New Lloyds Report outlines the impacts of a global ransomware attack
The report explores and analyses the risks, costs and damage that would be caused by a coordinated global ransomware attack. The scenario outlined predicts that from the time the attack is launched it would encrypt all data on nearly 30 million devices worldwide. Companies of all sizes and in all sectors would be forced to pay a ransom to decrypt their data or to replace their infected devices. The report estimates a cyber-attack of this scale could cost $193bn and affect more than 600,000 businesses worldwide.
When considering the scenario described, essentially a global malware infection aka Bashe attack much like the recent WannaCry ransomware attack but scaled up significantly, I looked at it from both an organisational viewpoint and an attackers. As an attacker you need a global and agile delivery platform of your malware that's resilient to attack/disruption itself (aka highly-available). These are the same set of high level requirements that large organisations have to meet their own commercial imperative.

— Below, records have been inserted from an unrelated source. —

//! Token service client

pub mod error;

use crate::types::{LoginRequest, ValidationOutcome};
use error::ClientError;
use reqwest::{Client, ClientBuilder, Method, Response, StatusCode, header};
use sc_login_core::{Token, User};
use std::time::Duration;
use tracing::{debug, warn};

/// Client for the `/tokens` resource of the token service
#[derive(Clone)]
pub struct TokenServiceClient {
    client: Client,
    endpoint: String,
}

impl TokenServiceClient {
    /// Create a new client for the given tokens endpoint
    pub fn new(endpoint: impl Into<String>) -> Result<Self, ClientError> {
        Self::builder().endpoint(endpoint).build()
    }

    /// Create a new client builder
    pub fn builder() -> TokenServiceClientBuilder {
        TokenServiceClientBuilder::default()
    }

    /// Same connection pool, different endpoint
    pub fn with_endpoint(&self, endpoint: impl Into<String>) -> Self {
        Self {
            client: self.client.clone(),
            endpoint: endpoint.into(),
        }
    }

    /// Get the tokens endpoint
    pub fn endpoint(&self) -> &str {
        &self.endpoint
    }

    fn request(&self, method: Method) -> reqwest::RequestBuilder {
        self.client.request(method, &self.endpoint)
    }

    /// Ask the token service whether `token` is still good
    pub async fn validate(&self, token: &Token) -> Result<ValidationOutcome, ClientError> {
        let response = self
            .request(Method::GET)
            .header(header::AUTHORIZATION, token.as_str())
            .send()
            .await?;

        let status = response.status();
        debug!(status = status.as_u16(), "Token validation answered");

        let outcome = match status {
            StatusCode::OK => {
                let issued = authorization_token(&response);
                let body = response.text().await?;
                ValidationOutcome::Fresh {
                    token: issued.unwrap_or_else(|| token.clone()),
                    user: user_from_body(&body),
                }
            }
            StatusCode::CONFLICT => {
                let issued = authorization_token(&response);
                let body = response.text().await?;
                match issued.or_else(|| token_from_body(&body)) {
                    Some(token) => ValidationOutcome::Renewed {
                        token,
                        user: user_from_body(&body),
                    },
                    None => {
                        warn!("Token service asked for renewal without a replacement token");
                        ValidationOutcome::Rejected { status: 409 }
                    }
                }
            }
            StatusCode::NOT_MODIFIED => ValidationOutcome::Unchanged,
            other => ValidationOutcome::Rejected {
                status: other.as_u16(),
            },
        };

        Ok(outcome)
    }

    /// Exchange explicit credentials for a token
    pub async fn login(&self, request: &LoginRequest) -> Result<Token, ClientError> {
        let response = self.request(Method::POST).json(request).send().await?;
        let status = response.status();

        if !status.is_success() {
            let message = response.text().await.unwrap_or_else(|_| status.to_string());
            return Err(ClientError::from_status(status, message));
        }

        let body = response.text().await?;
        token_from_body(&body)
            .ok_or_else(|| ClientError::InvalidResponse("login response carried no token".into()))
    }

    /// Invalidate a token server-side
    pub async fn invalidate(&self, token: &Token) -> Result<(), ClientError> {
        let response = self
            .request(Method::DELETE)
            .header(header::AUTHORIZATION, token.as_str())
            .send()
            .await?;
        let status = response.status();

        if status.is_success() {
            Ok(())
        } else {
            let message = response.text().await.unwrap_or_else(|_| status.to_string());
            Err(ClientError::from_status(status, message))
        }
    }
}

/// Token carried in the `Authorization` response header, with or without a scheme
fn authorization_token(response: &Response) -> Option<Token> {
    let value = response.headers().get(header::AUTHORIZATION)?.to_str().ok()?;
    let value = value.strip_prefix("Bearer ").unwrap_or(value).trim();
    (!value.is_empty()).then(|| Token::from(value))
}

/// Token sent as a body, either a JSON string or raw text
fn token_from_body(body: &str) -> Option<Token> {
    let body = body.trim();
    if body.is_empty() || body.starts_with('{') {
        return None;
    }
    let token = serde_json::from_str::<String>(body).unwrap_or_else(|_| body.to_string());
    (!token.is_empty()).then(|| Token::from(token))
}

fn user_from_body(body: &str) -> Option<User> {
    serde_json::from_str(body).ok().and_then(User::from_json)
}

/// Builder for TokenServiceClient
#[derive(Default)]
pub struct TokenServiceClientBuilder {
    endpoint: Option<String>,
    #[cfg_attr(target_arch = "wasm32", allow(dead_code))]
    timeout: Option<Duration>,
    #[cfg_attr(target_arch = "wasm32", allow(dead_code))]
    user_agent: Option<String>,
}

impl TokenServiceClientBuilder {
    /// Set the tokens endpoint
    pub fn endpoint(mut self, url: impl Into<String>) -> Self {
        self.endpoint = Some(url.into());
        self
    }

    /// Set the request timeout (ignored in the browser)
    pub fn timeout(mut self, timeout: Duration) -> Self {
        self.timeout = Some(timeout);
        self
    }

    /// Set the user agent (ignored in the browser, which sends its own)
    pub fn user_agent(mut self, agent: impl Into<String>) -> Self {
        self.user_agent = Some(agent.into());
        self
    }

    /// Build the client
    pub fn build(self) -> Result<TokenServiceClient, ClientError> {
        let endpoint = self
            .endpoint
            .filter(|e| !e.is_empty())
            .ok_or_else(|| ClientError::Configuration("endpoint is required".into()))?;

        #[allow(unused_mut)]
        let mut client_builder = ClientBuilder::new();

        #[cfg(not(target_arch = "wasm32"))]
        {
            if let Some(timeout) = self.timeout {
                client_builder = client_builder.timeout(timeout);
            }
            client_builder = client_builder.user_agent(
                self.user_agent
                    .unwrap_or_else(|| format!("sc-login/{}", env!("CARGO_PKG_VERSION"))),
            );
        }

        let client = client_builder.build()?;

        Ok(TokenServiceClient { client, endpoint })
    }
}
//! Terminal stand-ins for browser navigation

use sc_login_core::{InAppRouter, Navigator};

/// Prints where a browser would have gone
#[derive(Debug, Clone, Copy, Default)]
pub struct PrintNavigator;

impl Navigator for PrintNavigator {
    fn navigate(&self, url: &str) {
        println!("Open {url}");
    }
}

impl InAppRouter for PrintNavigator {
    fn navigate(&self, path: &str) {
        println!("Route to {path}");
    }
}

As companies like Microsoft Azure report record revenues, overall commercial cloud revenue grew 48% year-over-year to $9.0 billion, highlighting how important cloud adoption has become at an enterprise level. This trend has not gone unnoticed by adversaries who have begun to take advantage, using highly-resilient cloud services (Pastebin and Google Drive etc.) to deliver malware-as-a-service, showing that the report highlighted scenario isn't futuristic - it's fast becoming a reality.

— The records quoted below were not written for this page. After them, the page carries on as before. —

//! Credential lifecycle
//!
//! A session moves through `NoToken -> Validating -> Authenticated` or ends in
//! `Redirecting` with the stored credentials cleared. Every call starts a fresh
//! cycle from whatever the [`CredentialStore`] holds; nothing is cached here and
//! overlapping calls do not coordinate (last write wins).

use crate::error::{AuthError, AuthResult, RejectReason};
use sc_login_core::{
    AuthConfig, BrandId, CookieStore, CredentialStore, Credentials, DurableStore, Environment,
    EnvironmentOverrides, InAppRouter, Navigation, Navigator, Redirector, Token, TokenClaims, User,
};
use sc_login_http::{LoginRequest, TokenServiceClient, ValidationOutcome};
use std::sync::Arc;
use tracing::{debug, info, warn};

/// Host-provided storage and navigation
#[derive(Clone)]
pub struct Backends {
    pub durable: Arc<dyn DurableStore>,
    pub cookies: Arc<dyn CookieStore>,
    pub navigator: Arc<dyn Navigator>,
    pub router: Arc<dyn InAppRouter>,
}

/// Lifecycle states, as they appear in logs
#[derive(Debug, Clone, Copy, PartialEq, Eq)]
pub enum SessionState {
    NoToken,
    Validating,
    Authenticated,
    Redirecting,
}

/// Result of an [`AuthenticationService::authenticate`] cycle
#[derive(Debug, Clone, PartialEq)]
pub enum AuthOutcome {
    /// Credentials were validated and committed
    Authenticated(Credentials),
    /// Credentials were cleared and the user sent to login
    Redirected {
        reason: RejectReason,
        navigation: Navigation,
    },
}

impl AuthOutcome {
    pub fn is_authenticated(&self) -> bool {
        matches!(self, Self::Authenticated(_))
    }

    pub fn credentials(&self) -> Option<&Credentials> {
        match self {
            Self::Authenticated(credentials) => Some(credentials),
            Self::Redirected { .. } => None,
        }
    }
}

/// Validates, renews and clears the session of a Solution Center app
#[derive(Clone)]
pub struct AuthenticationService {
    environment: Environment,
    store: CredentialStore,
    redirector: Redirector,
    client: TokenServiceClient,
    user_agent: Option<String>,
}

impl AuthenticationService {
    pub fn new(config: &AuthConfig, backends: Backends) -> AuthResult<Self> {
        let environment = config.environment();
        let client = TokenServiceClient::new(environment.token_endpoint())
            .map_err(|e| AuthError::Configuration(e.to_string()))?;

        let store = CredentialStore::new(backends.durable, backends.cookies)
            .with_prefix(config.storage_prefix.clone())
            .with_cookie_ttl_days(config.cookie_ttl_days);
        let redirector = Redirector::new(backends.navigator, backends.router)
            .with_internal_communication(config.internal_communication);

        debug!(
            environment = %environment.name(),
            endpoint = client.endpoint(),
            "Authentication service configured"
        );

        Ok(Self {
            environment,
            store,
            redirector,
            client,
            user_agent: None,
        })
    }

    /// User agent of the current browser, matched against the `agent` claim
    /// and sent along with explicit logins
    pub fn with_user_agent(mut self, agent: impl Into<String>) -> Self {
        self.user_agent = Some(agent.into());
        self
    }

    /// Use a preconfigured HTTP client (timeouts, user agent); the endpoint
    /// still follows the active environment
    pub fn with_client(mut self, client: TokenServiceClient) -> Self {
        self.client = client.with_endpoint(self.environment.token_endpoint());
        self
    }

    /// Switch to another deployment
    pub fn configure_environment(
        &mut self,
        name: &str,
        overrides: &EnvironmentOverrides,
    ) -> &Environment {
        self.environment = Environment::resolve(name, overrides);
        self.client = self.client.with_endpoint(self.environment.token_endpoint());
        info!(
            environment = %self.environment.name(),
            endpoint = self.client.endpoint(),
            "Environment configured"
        );
        &self.environment
    }

    pub fn environment(&self) -> &Environment {
        &self.environment
    }

    pub fn store(&self) -> &CredentialStore {
        &self.store
    }

    pub fn redirector(&self) -> &Redirector {
        &self.redirector
    }

    /// Validate the stored token against the token service.
    ///
    /// Never fails: on rejection the credentials are cleared and the user is
    /// sent to login, with `redirect_target` as return destination when it
    /// lies inside the configured domain.
    pub async fn authenticate(&self, redirect_target: Option<&str>) -> AuthOutcome {
        match self.validate_stored().await {
            Ok(credentials) => AuthOutcome::Authenticated(credentials),
            Err(reason) => {
                let navigation = self.reject(&reason, redirect_target);
                AuthOutcome::Redirected { reason, navigation }
            }
        }
    }

    /// Route guard: authenticate, coming back to `current_url` after login
    pub async fn require_authenticated_user(&self, current_url: &str) -> AuthOutcome {
        let target = urlencoding::encode(current_url);
        self.authenticate(Some(&*target)).await
    }

    /// Send already signed-in users home. Returns whether a redirect happened.
    pub fn redirect_to_home_if_authenticated(&self) -> bool {
        if self.is_authenticated() {
            self.redirector.redirect(Some("/"), &self.environment);
            true
        } else {
            false
        }
    }

    /// A user profile is stored. Does not contact the token service.
    pub fn is_authenticated(&self) -> bool {
        self.store.get_user().is_some()
    }

    /// Exchange explicit credentials for a token and store it
    pub async fn login(&self, identifier: &str, secret: &str) -> AuthResult<Token> {
        let request = LoginRequest {
            email: identifier.to_string(),
            password: secret.to_string(),
            agent: self.user_agent.clone(),
        };

        let token = self.client.login(&request).await.map_err(|err| {
            warn!(error = %err, "Login failed");
            AuthError::WrongCredentials
        })?;

        self.store.set_token(&token, &self.environment)?;
        match decoded_user(&token) {
            Some(user) => self.store.set_user(&user)?,
            None => self.store.clear_user()?,
        }
        info!(environment = %self.environment.name(), "Logged in");
        Ok(token)
    }

    /// Login followed by validation, never redirecting
    pub async fn silent_login(&self, identifier: &str, secret: &str) -> AuthResult<Credentials> {
        self.login(identifier, secret).await?;

        self.validate_stored().await.map_err(|reason| {
            warn!(%reason, "Validation after login failed");
            self.discard_credentials();
            AuthError::Rejected(reason)
        })
    }

    /// Invalidate the session and send the user to login
    pub async fn logout(&self) -> Navigation {
        self.silent_logout().await;
        debug!(state = ?SessionState::Redirecting, "Sending the user to login");
        self.redirector.redirect_to_login(None, &self.environment)
    }

    /// Invalidate the session without navigating. The server-side invalidation
    /// is best effort; local credentials are always cleared.
    pub async fn silent_logout(&self) {
        match self.store.get_token() {
            Some(token) => {
                if let Err(err) = self.client.invalidate(&token).await {
                    warn!(error = %err, "Token invalidation failed, clearing the session anyway");
                }
            }
            None => debug!("No token to invalidate"),
        }

        self.discard_credentials();
        info!(environment = %self.environment.name(), "Logged out");
    }

    /// Navigate to a path of the central app
    pub fn redirect(&self, path: Option<&str>) -> Navigation {
        self.redirector.redirect(path, &self.environment)
    }

    pub fn token(&self) -> Option<Token> {
        self.store.get_token()
    }

    pub fn set_token(&self, token: &Token) -> AuthResult<()> {
        Ok(self.store.set_token(token, &self.environment)?)
    }

    pub fn user(&self) -> Option<User> {
        self.store.get_user()
    }

    pub fn brand(&self) -> Option<BrandId> {
        self.store.get_brand()
    }

    pub fn set_brand(&self, brand: &BrandId) -> AuthResult<()> {
        Ok(self.store.set_brand(brand, &self.environment)?)
    }

    pub fn clear_brand(&self) -> AuthResult<()> {
        Ok(self.store.clear_brand(&self.environment)?)
    }

    pub fn clear_credentials(&self) -> AuthResult<()> {
        Ok(self.store.clear_credentials(&self.environment)?)
    }

    async fn validate_stored(&self) -> Result<Credentials, RejectReason> {
        let Some(token) = self.store.get_token() else {
            debug!(state = ?SessionState::NoToken, "No token stored");
            return Err(RejectReason::NoToken);
        };

        if self.is_foreign_token(&token) {
            return Err(RejectReason::AgentMismatch);
        }

        debug!(
            state = ?SessionState::Validating,
            endpoint = self.client.endpoint(),
            "Validating token"
        );

        let outcome = self.client.validate(&token).await.map_err(|err| {
            warn!(error = %err, "Token validation request failed");
            RejectReason::Transport
        })?;

        let credentials = match outcome {
            ValidationOutcome::Fresh { token, user } => {
                let user = user.or_else(|| decoded_user(&token)).unwrap_or_default();
                Credentials { token, user }
            }
            ValidationOutcome::Renewed { token, user } => {
                debug!("Token renewed by the token service");
                let user = user.or_else(|| decoded_user(&token)).unwrap_or_default();
                Credentials { token, user }
            }
            ValidationOutcome::Unchanged => {
                let user = self
                    .store
                    .get_user()
                    .or_else(|| decoded_user(&token))
                    .unwrap_or_default();
                Credentials { token, user }
            }
            ValidationOutcome::Rejected { status } => {
                return Err(RejectReason::ServerRejected { status });
            }
        };

        self.store
            .store_credentials(&credentials, &self.environment)
            .map_err(|err| {
                warn!(error = %err, "Failed to store validated credentials");
                RejectReason::Storage
            })?;

        debug!(state = ?SessionState::Authenticated, "Token accepted");
        Ok(credentials)
    }

    /// The token records a user agent other than ours
    fn is_foreign_token(&self, token: &Token) -> bool {
        let Some(current) = self.user_agent.as_deref() else {
            return false;
        };

        match token.claims() {
            Ok(claims) => match claims.agent() {
                Some(issued) if issued != current => {
                    debug!(issued, current, "Token was issued to another user agent");
                    true
                }
                _ => false,
            },
            Err(err) => {
                debug!(error = %err, "Token payload unreadable, leaving it to the token service");
                false
            }
        }
    }

    fn reject(&self, reason: &RejectReason, redirect_target: Option<&str>) -> Navigation {
        self.discard_credentials();
        debug!(state = ?SessionState::Redirecting, %reason, "Sending the user to login");
        self.redirector
            .redirect_to_login(redirect_target, &self.environment)
    }

    fn discard_credentials(&self) {
        if let Err(err) = self.store.clear_credentials(&self.environment) {
            warn!(error = %err, "Failed to clear stored credentials");
        }
    }
}

fn decoded_user(token: &Token) -> Option<User> {
    token.claims().ok().map(TokenClaims::into_user)
}
//! Solution Center login core types and utilities
//!
//! Environments, credential storage, token decoding and redirection. The
//! credential lifecycle that ties them together lives in `sc-login-auth`.

pub mod config;
pub mod environment;
pub mod error;
pub mod redirect;
pub mod storage;
pub mod token;

#[cfg(not(target_arch = "wasm32"))]
pub mod tracing;

pub use config::AuthConfig;
pub use environment::{Environment, EnvironmentName, EnvironmentOverrides, LOGIN_PATH, LOGOUT_PATH};
pub use error::{CoreError, CoreResult};
pub use redirect::{InAppRouter, Navigation, Navigator, Redirector};
pub use storage::{CookieOptions, CookieStore, CredentialStore, DurableStore};
pub use token::{BrandId, Credentials, Token, TokenClaims, User};
#[tokio::test]
async fn test_logout_invalidates_clears_and_redirects() {
    let server = MockServer::start().await;
    let h = harness(&server);
    h.service.set_token(&Token::from("tok-1")).unwrap();
    h.service.set_brand(&BrandId::from("brand-1")).unwrap();

    Mock::given(method("DELETE"))
        .and(path("/tokens"))
        .and(header("authorization", "tok-1"))
        .respond_with(ResponseTemplate::new(204))
        .expect(1)
        .mount(&server)
        .await;

    let navigation = h.service.logout().await;

    assert_eq!(
        navigation,
        Navigation::FullPage("http://localhost:3333/#/login".to_string())
    );
    assert_cleared(&h);
}

#[tokio::test]
async fn test_logout_survives_server_failure() {
    let server = MockServer::start().await;
    let h = harness(&server);
    h.service.set_token(&Token::from("tok-1")).unwrap();

    Mock::given(method("DELETE"))
        .and(path("/tokens"))
        .respond_with(ResponseTemplate::new(500))
        .mount(&server)
        .await;

    h.service.logout().await;

    assert_cleared(&h);
    assert_eq!(h.recorder.pages().len(), 1);
}

#[tokio::test]
async fn test_silent_logout_without_token_skips_request() {
    let server = MockServer::start().await;
    let h = harness(&server);

    Mock::given(method("DELETE"))
        .respond_with(ResponseTemplate::new(204))
        .expect(0)
        .mount(&server)
        .await;

    h.service.silent_logout().await;

    assert_cleared(&h);
    assert!(h.recorder.pages().is_empty());
}

#[tokio::test]
async fn test_internal_communication_routes_in_app() {
    let server = MockServer::start().await;
    let h = harness_with(
        AuthConfig::new("TESTING")
            .with_token_service(server.uri())
            .with_internal_communication(true),
    );

    let outcome = h.service.authenticate(Some("localhost/#/orders")).await;

    assert!(matches!(
        outcome,
        AuthOutcome::Redirected {
            navigation: Navigation::InApp(_),
            ..
        }
    ));
    assert_eq!(
        h.recorder.routes(),
        vec!["/login?redirect=localhost/#/orders".to_string()]
    );
    assert!(h.recorder.pages().is_empty());
}

#[tokio::test]
async fn test_redirect_to_home_if_authenticated() {
    let server = MockServer::start().await;
    let h = harness(&server);

    assert!(!h.service.redirect_to_home_if_authenticated());
    assert!(h.recorder.pages().is_empty());

    h.service.store().set_user(&user(json!({ "email": "x" }))).unwrap();

    assert!(h.service.redirect_to_home_if_authenticated());
    assert_eq!(h.recorder.pages(), vec!["http://localhost:3333/#/".to_string()]);
}

#[tokio::test]
async fn test_configure_environment_redirects_to_new_deployment() {
    let server = MockServer::start().await;
    let mut h = harness(&server);

    let env = h
        .service
        .configure_environment("STAGING", &EnvironmentOverrides::default().with_port(1));
    assert_eq!(env.solution_center_url(), "https://sc-stage.norris.zalan.do");

    let navigation = h.service.redirect(None);
    assert_eq!(
        navigation,
        Navigation::FullPage("https://sc-stage.norris.zalan.do/#/".to_string())
    );
}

This means that enterprise must be more highly resilient, in terms of organisational and security operations tools, policies and personnel who must be empowered to be more agile and responsive than an attacker. A very tricky task - especially when you consider that the attacker is able to learn and tune their attacks continually and see SecOps tool and policy trend changes/evolutions - effectively threat defence intelligence.

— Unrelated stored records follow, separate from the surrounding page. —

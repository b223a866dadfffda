//! CLI commands

use anyhow::{Result, bail};
use clap::Subcommand;
use sc_login_auth::{AuthOutcome, AuthenticationService, Backends};
use sc_login_core::storage::MemoryCookieStore;
use sc_login_core::{AuthConfig, BrandId, Environment};
use sc_login_http::TokenServiceClient;
use std::path::{Path, PathBuf};
use std::sync::Arc;
use std::time::Duration;
use tracing::info;

use crate::config;
use crate::navigation::PrintNavigator;
use crate::store::FileDurableStore;

#[derive(Subcommand)]
pub enum Commands {
    /// Show how an environment resolves
    Env {
        /// Environment name (defaults to the configured one)
        name: Option<String>,
    },

    /// Log in with explicit credentials and validate the new token
    Login {
        #[arg(long)]
        email: String,

        #[arg(long, env = "SC_LOGIN_PASSWORD", hide_env_values = true)]
        password: String,
    },

    /// Validate the stored token against the token service
    Validate {
        /// Return destination passed to the login page on failure
        #[arg(long)]
        redirect: Option<String>,
    },

    /// Invalidate the stored token and clear the session
    Logout {
        /// Do not print the login page afterwards
        #[arg(long)]
        silent: bool,
    },

    /// Show the stored session
    Show {
        /// Print the token itself
        #[arg(long)]
        reveal: bool,
    },

    /// Manage the stored brand
    Brand {
        #[command(subcommand)]
        command: BrandCommands,
    },

    /// Generate default configuration files
    Config {
        #[command(subcommand)]
        command: ConfigCommands,
    },
}

#[derive(Subcommand)]
pub enum BrandCommands {
    /// Store a brand identifier
    Set { id: String },

    /// Remove the stored brand
    Clear,
}

#[derive(Subcommand)]
pub enum ConfigCommands {
    /// Write a default configuration file
    Init {
        /// Output file path (defaults to <data dir>/config.json)
        output: Option<PathBuf>,
    },
}

/// Options shared by every command
pub struct Context {
    pub data_dir: PathBuf,
    pub config: Option<PathBuf>,
    pub environment: Option<String>,
    pub token_service: Option<String>,
    pub timeout: u64,
}

impl Context {
    fn auth_config(&self) -> Result<AuthConfig> {
        let mut config = config::load_config(self.config.as_deref(), &self.data_dir)?;
        if let Some(environment) = &self.environment {
            config.environment = environment.clone();
        }
        if let Some(token_service) = &self.token_service {
            config.token_service = Some(token_service.clone());
        }
        Ok(config)
    }

    fn service(&self) -> Result<AuthenticationService> {
        let config = self.auth_config()?;
        let durable = FileDurableStore::new(session_path(&self.data_dir));
        info!(path = %durable.path().display(), "Using session file");

        let backends = Backends {
            durable: Arc::new(durable),
            cookies: Arc::new(MemoryCookieStore::new()),
            navigator: Arc::new(PrintNavigator),
            router: Arc::new(PrintNavigator),
        };

        let mut client = TokenServiceClient::builder()
            .endpoint(config.environment().token_endpoint())
            .user_agent(user_agent());
        if self.timeout > 0 {
            client = client.timeout(Duration::from_secs(self.timeout));
        }

        Ok(AuthenticationService::new(&config, backends)?
            .with_client(client.build()?)
            .with_user_agent(user_agent()))
    }
}

fn session_path(data_dir: &Path) -> PathBuf {
    data_dir.join("session.json")
}

fn user_agent() -> String {
    format!("sc-login/{}", env!("CARGO_PKG_VERSION"))
}

impl Commands {
    pub async fn execute(self, ctx: Context) -> Result<()> {
        match self {
            Commands::Env { name } => show_environment(&ctx, name),
            Commands::Login { email, password } => {
                let service = ctx.service()?;
                let credentials = service.silent_login(&email, &password).await?;
                println!(
                    "Logged in to {} as {}",
                    service.environment().name(),
                    credentials.user.email().unwrap_or(email.as_str())
                );
                Ok(())
            }
            Commands::Validate { redirect } => {
                let service = ctx.service()?;
                match service.authenticate(redirect.as_deref()).await {
                    AuthOutcome::Authenticated(credentials) => {
                        println!(
                            "Session valid for {}",
                            credentials.user.email().unwrap_or("unknown user")
                        );
                        Ok(())
                    }
                    AuthOutcome::Redirected { reason, .. } => bail!("Session rejected: {reason}"),
                }
            }
            Commands::Logout { silent } => {
                let service = ctx.service()?;
                if silent {
                    service.silent_logout().await;
                } else {
                    service.logout().await;
                }
                println!("Logged out");
                Ok(())
            }
            Commands::Show { reveal } => {
                let service = ctx.service()?;
                show_session(&service, reveal)
            }
            Commands::Brand { command } => command.execute(&ctx),
            Commands::Config { command } => command.execute(&ctx),
        }
    }
}

impl BrandCommands {
    pub fn execute(self, ctx: &Context) -> Result<()> {
        let service = ctx.service()?;
        match self {
            BrandCommands::Set { id } => {
                service.set_brand(&BrandId::new(id))?;
                println!("Brand stored");
            }
            BrandCommands::Clear => {
                service.clear_brand()?;
                println!("Brand cleared");
            }
        }
        Ok(())
    }
}

impl ConfigCommands {
    pub fn execute(self, ctx: &Context) -> Result<()> {
        match self {
            ConfigCommands::Init { output } => {
                let config_path = output.unwrap_or_else(|| ctx.data_dir.join("config.json"));

                // Create parent directory if it doesn't exist
                if let Some(parent) = config_path.parent() {
                    std::fs::create_dir_all(parent)?;
                }

                config::save_config(&AuthConfig::default(), &config_path)?;
                println!("Generated configuration at: {}", config_path.display());
                Ok(())
            }
        }
    }
}

fn show_environment(ctx: &Context, name: Option<String>) -> Result<()> {
    let config = ctx.auth_config()?;
    let env = match name {
        Some(name) => Environment::resolve(&name, &config.overrides()),
        None => config.environment(),
    };

    println!("Environment:     {}", env.name());
    println!("Solution Center: {}", env.solution_center_url());
    println!("Token endpoint:  {}", env.token_endpoint());
    println!("Cookie domain:   {}", env.domain());
    println!("Secure cookies:  {}", env.is_secure());
    Ok(())
}

fn show_session(service: &AuthenticationService, reveal: bool) -> Result<()> {
    match service.token() {
        Some(token) if reveal => println!("Token: {token}"),
        Some(token) => println!("Token: {token:?}"),
        None => println!("Token: none"),
    }

    match service.user() {
        Some(user) => println!("User:  {}", serde_json::to_string_pretty(user.fields())?),
        None => println!("User:  none"),
    }

    match service.brand() {
        Some(brand) => println!("Brand: {brand}"),
        None => println!("Brand: none"),
    }
    Ok(())
}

In order to level the playing field in this new cloud based threat landscape and increase cyber threat visibility, enterprise must factor in these three key components in to their cyber security strategy:
- Latest threat intelligence from reliable cyber threat intelligence companies that they are able to action.
- Robust business continuity and risk management plans and policies.
- Agile and responsive SecOps and business operation tools such as flow monitoring tools, next gen IDS systems and multi-layered threat detection platforms.
Companies must ensure they are better prepared for ransomware attacks, by utilising these three components SecOps teams will dramatically reduce vulnerability and an organisations attractiveness to attackers. This needs to happen across the board, at every level, in every vertical, as the global economy becomes more interconnected and reliant on technology.